Slow Query (FOR XML)

  • Hello Experts

    I am going to start by explaining my set up.

    Hardware:

    SQL Server 2012 Standard Edition

    4 Cores, 8 GB RAM

    Table in question has four columns:

    RecordID...........INT NOT NULL (Unique but not IDENTITY)

    InvoiceID...........INT NULL

    Row_Num..........SMALLINT NULL

    Text_Val............VARCHAR(48) NULL

    Data Looks like this:

    RecordID..........InvoiceID........Row_Num............Text_Val

    1.....................1001................1.......................Test Value 1

    2.....................1001................2.......................Test Value 2

    3.....................1001................3.......................Test Value 3

    4.....................1002................1.......................New Value 1

    5.....................1002................2.......................New Value 2

    As you can see from the data example, the InvoiceID repeats and there are multiple text values for each InvoiceID. My task is to concatenate the rows with similar InvoiceID into one. So the result set should look like this:

    InvoiceID..........Text_Val

    1001................Test Value 1 Test Value 2 Test Value 3

    1002................New Value 1 New Value 2

    The query I am using to achieve this:

    SELECTa.InvoiceID, STUFF((SELECT' ' + b.Text_Val

    FROMdbo.InvoiceTable b

    WHEREb.InvoiceID = a.InvoiceID

    ORDER BY b.Row_Num

    FOR XML PATH ('')), 1, 1, '') AS [Description]
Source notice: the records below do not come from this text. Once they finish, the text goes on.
#[cfg(test)]
mod tests {
    use super::*;
    use crate::atom::ReactionRole;
    use crate::fixtures;
    use crate::hybridization::Hybridization;
    use crate::mol::CONFIG_CLOCKWISE;

    fn n(i: usize) -> NodeIndex {
        NodeIndex::new(i)
    }

    fn atom_matches(expr: &Expr, mol: &Mol<Atom, Bond>, i: usize) -> bool {
        expr.matches_atom(AtomRef::new(mol, n(i)), StereoHint::Unresolved)
    }

    fn bond_matches(expr: &Expr, mol: &Mol<Atom, Bond>, a: usize, b: usize) -> bool {
        let edge = mol.bond_between(n(a), n(b)).unwrap();
        expr.matches_bond(BondRef::new(mol, edge), StereoHint::Unresolved)
    }

    #[test]
    fn aromaticity_and_elements() {
        let mol = fixtures::toluene();
        assert!(atom_matches(&Expr::IsAromatic, &mol, 1));
        assert!(atom_matches(&Expr::IsAliphatic, &mol, 0));
        assert!(atom_matches(&Expr::Element(6), &mol, 0));
        assert!(atom_matches(&Expr::Element(6), &mol, 1));
        assert!(atom_matches(&Expr::AliphaticElement(6), &mol, 0));
        assert!(!atom_matches(&Expr::AliphaticElement(6), &mol, 1));
        assert!(atom_matches(&Expr::AromaticElement(6), &mol, 1));
        assert!(!atom_matches(&Expr::AromaticElement(6), &mol, 0));
    }

    #[test]
    fn ring_and_chain() {
        let mol = fixtures::toluene();
        assert!(atom_matches(&Expr::IsInChain, &mol, 0));
        assert!(atom_matches(&Expr::IsInRing, &mol, 3));
        assert!(bond_matches(&Expr::IsInChain, &mol, 0, 1));
        assert!(bond_matches(&Expr::IsInRing, &mol, 1, 2));
    }

    #[test]
    fn hetero_tests_exclude_carbon_and_hydrogen() {
        let mol = fixtures::ethanol();
        assert!(!atom_matches(&Expr::IsHetero, &mol, 0));
        assert!(atom_matches(&Expr::IsHetero, &mol, 2));
        let mol = fixtures::methane_explicit_h();
        assert!(!atom_matches(&Expr::IsHetero, &mol, 1));
    }

    #[test]
    fn hydrogen_counts() {
        let mol = fixtures::methane_explicit_h();
        assert!(atom_matches(&Expr::TotalHCount(4), &mol, 0));
        assert!(atom_matches(&Expr::ImplicitHCount(0), &mol, 0));
        assert!(!atom_matches(&Expr::HasImplicitHydrogen, &mol, 0));
        assert!(atom_matches(&Expr::HeavyDegree(0), &mol, 0));
        assert!(atom_matches(&Expr::Degree(4), &mol, 0));

        let mol = fixtures::ethanol();
        assert!(atom_matches(&Expr::TotalHCount(3), &mol, 0));
        assert!(!atom_matches(&Expr::TotalHCount(2), &mol, 0));
        assert!(atom_matches(&Expr::HasImplicitHydrogen, &mol, 2));
    }

    #[test]
    fn degree_family() {
        let mol = fixtures::acetic_acid();
        assert!(atom_matches(&Expr::Degree(3), &mol, 1));
        assert!(atom_matches(&Expr::TotalDegree(4), &mol, 0));
        assert!(atom_matches(&Expr::TotalDegree(2), &mol, 3));
        assert!(atom_matches(&Expr::HeavyDegree(3), &mol, 1));
    }

    #[test]
    fn valence_sums_orders_and_hydrogens() {
        let mol = fixtures::acetic_acid();
        assert!(atom_matches(&Expr::Valence(4), &mol, 1));
        assert!(!atom_matches(&Expr::Valence(3), &mol, 1));
        assert!(atom_matches(&Expr::Valence(2), &mol, 2));
        assert!(atom_matches(&Expr::Valence(2), &mol, 3));
        // implicit hydrogens alone overshoot
        assert!(!atom_matches(&Expr::Valence(2), &mol, 0));
    }

    #[test]
    fn isotope_and_charge() {
        let mut mol = fixtures::ethanol();
        mol.atom_mut(n(0)).isotope = 13;
        mol.atom_mut(n(2)).formal_charge = -1;
        assert!(atom_matches(&Expr::HasIsotope, &mol, 0));
        assert!(atom_matches(&Expr::Isotope(13), &mol, 0));
        assert!(atom_matches(&Expr::HasUnspecifiedIsotope, &mol, 1));
        assert!(atom_matches(&Expr::FormalCharge(-1), &mol, 2));
        assert!(atom_matches(&Expr::FormalCharge(0), &mol, 1));
    }

    #[test]
    fn ring_counts() {
        let mol = fixtures::naphthalene();
        assert!(atom_matches(&Expr::RingCount(2), &mol, 4));
        assert!(atom_matches(&Expr::RingCount(1), &mol, 0));
        assert!(atom_matches(&Expr::RingBondCount(3), &mol, 9));
        assert!(atom_matches(&Expr::RingBondCount(2), &mol, 1));

        let mol = fixtures::toluene();
        assert!(atom_matches(&Expr::RingCount(0), &mol, 0));
        assert!(atom_matches(&Expr::RingBondCount(0), &mol, 0));
    }

    #[test]
    fn ring_size_predicates_guard_chain_atoms() {
        let mol = fixtures::toluene();
        assert!(atom_matches(&Expr::RingSize(6), &mol, 2));
        assert!(atom_matches(&Expr::RingSmallest(6), &mol, 2));
        assert!(!atom_matches(&Expr::RingSmallest(8), &mol, 0));
        assert!(!atom_matches(&Expr::RingSize(6), &mol, 0));
    }

    #[test]
    fn ring_size_predicates_diverge_on_bridged_systems() {
        let mol = fixtures::norbornane();
        assert!(atom_matches(&Expr::RingSize(6), &mol, 1));
        assert!(!atom_matches(&Expr::RingSmallest(6), &mol, 1));
    }

    #[test]
    fn substituent_counts() {
        let mol = fixtures::acetic_acid();
        assert!(atom_matches(&Expr::HeteroSubstituentCount(2), &mol, 1));
        assert!(atom_matches(&Expr::HasHeteroSubstituent, &mol, 1));
        assert!(atom_matches(&Expr::AliphaticHeteroSubstituentCount(2), &mol, 1));
        assert!(!atom_matches(&Expr::HasHeteroSubstituent, &mol, 0));

        let mol = fixtures::pyridine();
        assert!(atom_matches(&Expr::HeteroSubstituentCount(1), &mol, 1));
        assert!(!atom_matches(&Expr::HasAliphaticHeteroSubstituent, &mol, 1));
    }

    #[test]
    fn unsaturation() {
        let mol = fixtures::acetic_acid();
        assert!(atom_matches(&Expr::Unsaturated, &mol, 1));
        assert!(atom_matches(&Expr::Insaturation(1), &mol, 2));
        assert!(!atom_matches(&Expr::Unsaturated, &mol, 0));
        assert!(atom_matches(&Expr::Insaturation(0), &mol, 3));
        let mol = fixtures::acetonitrile();
        assert!(!atom_matches(&Expr::Unsaturated, &mol, 1));
    }

    #[test]
    fn hybridisation_uses_stored_or_perceived() {
        let mut mol = fixtures::acetonitrile();
        assert!(atom_matches(&Expr::HybridisationNumber(1), &mol, 1));
        assert!(atom_matches(&Expr::HybridisationNumber(3), &mol, 0));
        mol.atom_mut(n(0)).hybridization = Some(Hybridization::SP3D2);
        assert!(atom_matches(&Expr::HybridisationNumber(5), &mol, 0));
    }

    #[test]
    #[cfg(debug_assertions)]
    #[should_panic(expected = "AND needs at least two operands")]
    fn single_operand_conjunction_is_rejected() {
        let mol = fixtures::ethanol();
        atom_matches(&Expr::And(vec![Expr::Element(6)]), &mol, 0);
    }

    #[test]
    #[cfg(debug_assertions)]
    #[should_panic(expected = "OR needs at least two operands")]
    fn empty_disjunction_is_rejected() {
        let mol = fixtures::ethanol();
        let bond = mol.bond_between(n(0), n(1)).unwrap();
        Expr::Or(vec![]).matches_bond(BondRef::new(&mol, bond), StereoHint::Unresolved);
    }

    #[test]
    fn hybridisation_counts_lone_pairs() {
        let mol = fixtures::acetic_acid();
        assert!(atom_matches(&Expr::HybridisationNumber(2), &mol, 2));
        assert!(!atom_matches(&Expr::HybridisationNumber(1), &mol, 2));
        let mol = fixtures::fluoromethane();
        assert!(atom_matches(&Expr::HybridisationNumber(3), &mol, 1));
    }

    #[test]
    fn periodic_group_and_reaction_role() {
        let mut mol = fixtures::ethanol();
        assert!(atom_matches(&Expr::PeriodicGroup(14), &mol, 0));
        assert!(atom_matches(&Expr::PeriodicGroup(16), &mol, 2));
        assert!(!atom_matches(&Expr::ReactionRole(1), &mol, 0));
        mol.atom_mut(n(0)).reaction_role = Some(ReactionRole::Product);
        assert!(atom_matches(&Expr::ReactionRole(3), &mol, 0));
    }

    #[test]
    fn stereo_sentinel() {
        let mol = fixtures::chiral_halomethane();
        let target = AtomRef::new(&mol, n(0));
        let cw = Expr::Stereochemistry(CONFIG_CLOCKWISE);
        let not_cw = Expr::not(cw.clone());

        assert!(cw.matches_atom(target, StereoHint::Unresolved));
        assert!(not_cw.matches_atom(target, StereoHint::Unresolved));

        let actual = StereoHint::for_atom(&mol, n(0));
        assert_eq!(actual, StereoHint::Config(CONFIG_CLOCKWISE));
        assert!(cw.matches_atom(target, actual));
        assert!(!not_cw.matches_atom(target, actual));
        assert!(!cw.matches_atom(target, StereoHint::Config(1)));
        assert!(not_cw.matches_atom(target, StereoHint::Config(1)));
    }

    #[test]
    fn not_of_compound_stereo_inverts() {
        let mol = fixtures::chiral_halomethane();
        let target = AtomRef::new(&mol, n(0));
        let expr = Expr::not(Expr::And(vec![Expr::Element(6), Expr::Stereochemistry(2)]));
        assert!(!expr.matches_atom(target, StereoHint::Unresolved));
    }

    #[test]
    fn bond_orders() {
        let mol = fixtures::toluene();
        assert!(bond_matches(&Expr::IsAromatic, &mol, 1, 2));
        assert!(bond_matches(&Expr::IsAliphatic, &mol, 0, 1));
        assert!(bond_matches(&Expr::AliphaticOrder(1), &mol, 0, 1));
        assert!(!bond_matches(&Expr::AliphaticOrder(2), &mol, 1, 2));
        assert!(bond_matches(&Expr::Order(2), &mol, 1, 2));
        assert!(bond_matches(&Expr::SingleOrAromatic, &mol, 1, 2));
        assert!(bond_matches(&Expr::SingleOrAromatic, &mol, 0, 1));
        assert!(bond_matches(&Expr::DoubleOrAromatic, &mol, 2, 3));
        assert!(!bond_matches(&Expr::DoubleOrAromatic, &mol, 0, 1));
        assert!(bond_matches(&Expr::SingleOrDouble, &mol, 0, 1));
        assert!(!bond_matches(&Expr::SingleOrDouble, &mol, 1, 2));

        let mol = fixtures::acetonitrile();
        assert!(bond_matches(&Expr::AliphaticOrder(3), &mol, 1, 2));
        assert!(!bond_matches(&Expr::SingleOrDouble, &mol, 1, 2));
    }

    #[test]
    fn bond_stereo() {
        let mol = fixtures::trans_butene();
        let edge = mol.bond_between(n(1), n(2)).unwrap();
        let target = BondRef::new(&mol, edge);
        let hint = StereoHint::for_bond(&mol, edge);
        assert_eq!(hint, StereoHint::Config(1));
        assert!(Expr::Stereochemistry(1).matches_bond(target, hint));
        assert!(!Expr::Stereochemistry(2).matches_bond(target, hint));
        assert!(Expr::not(Expr::Stereochemistry(1)).matches_bond(target, StereoHint::Unresolved));
    }

    #[test]
    fn kinds_on_the_wrong_element_never_match() {
        let mol = fixtures::ethanol();
        assert!(!atom_matches(&Expr::Order(1), &mol, 0));
        assert!(!atom_matches(&Expr::SingleOrAromatic, &mol, 0));
        assert!(!bond_matches(&Expr::Element(6), &mol, 0, 1));
        assert!(!bond_matches(&Expr::Degree(1), &mol, 0, 1));
    }

    #[test]
    fn undefined_never_matches() {
        let mol = fixtures::ethanol();
        assert!(!atom_matches(&Expr::Undefined, &mol, 0));
        assert!(!bond_matches(&Expr::Undefined, &mol, 0, 1));
        assert!(atom_matches(&Expr::not(Expr::Undefined), &mol, 0));
    }

    #[test]
    fn logical_nodes() {
        let mol = fixtures::ethanol();
        let oh = Expr::Element(8).and(Expr::TotalHCount(1));
        assert!(atom_matches(&oh, &mol, 2));
        assert!(!atom_matches(&oh, &mol, 1));
        let c_or_n = Expr::Element(7).or(Expr::Element(6));
        assert!(atom_matches(&c_or_n, &mol, 1));
        assert!(!atom_matches(&c_or_n, &mol, 2));
        assert!(atom_matches(&Expr::not(c_or_n), &mol, 2));
    }
}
    FROMdbo.InvoiceTable AS a

    GROUP BY InvoiceID;

    My issue is that the query takes a long time to execute. Table has 60 odd million rows and the execution time for the query is an hour and a half. Any suggestion on bring down the run time would be greatly appreciated. I would like the run time to be under 5 mins 🙂

    Thank you

  • As this should only be done for reporting, I'd suggest you to use only the rows needed instead of reading the 60 million rows. No one will ever need that many rows.

    Luis C.
    General Disclaimer:
    Are you seriously taking the advice and code from someone from the internet without testing it? Do you at least understand it? Or can it easily kill your server?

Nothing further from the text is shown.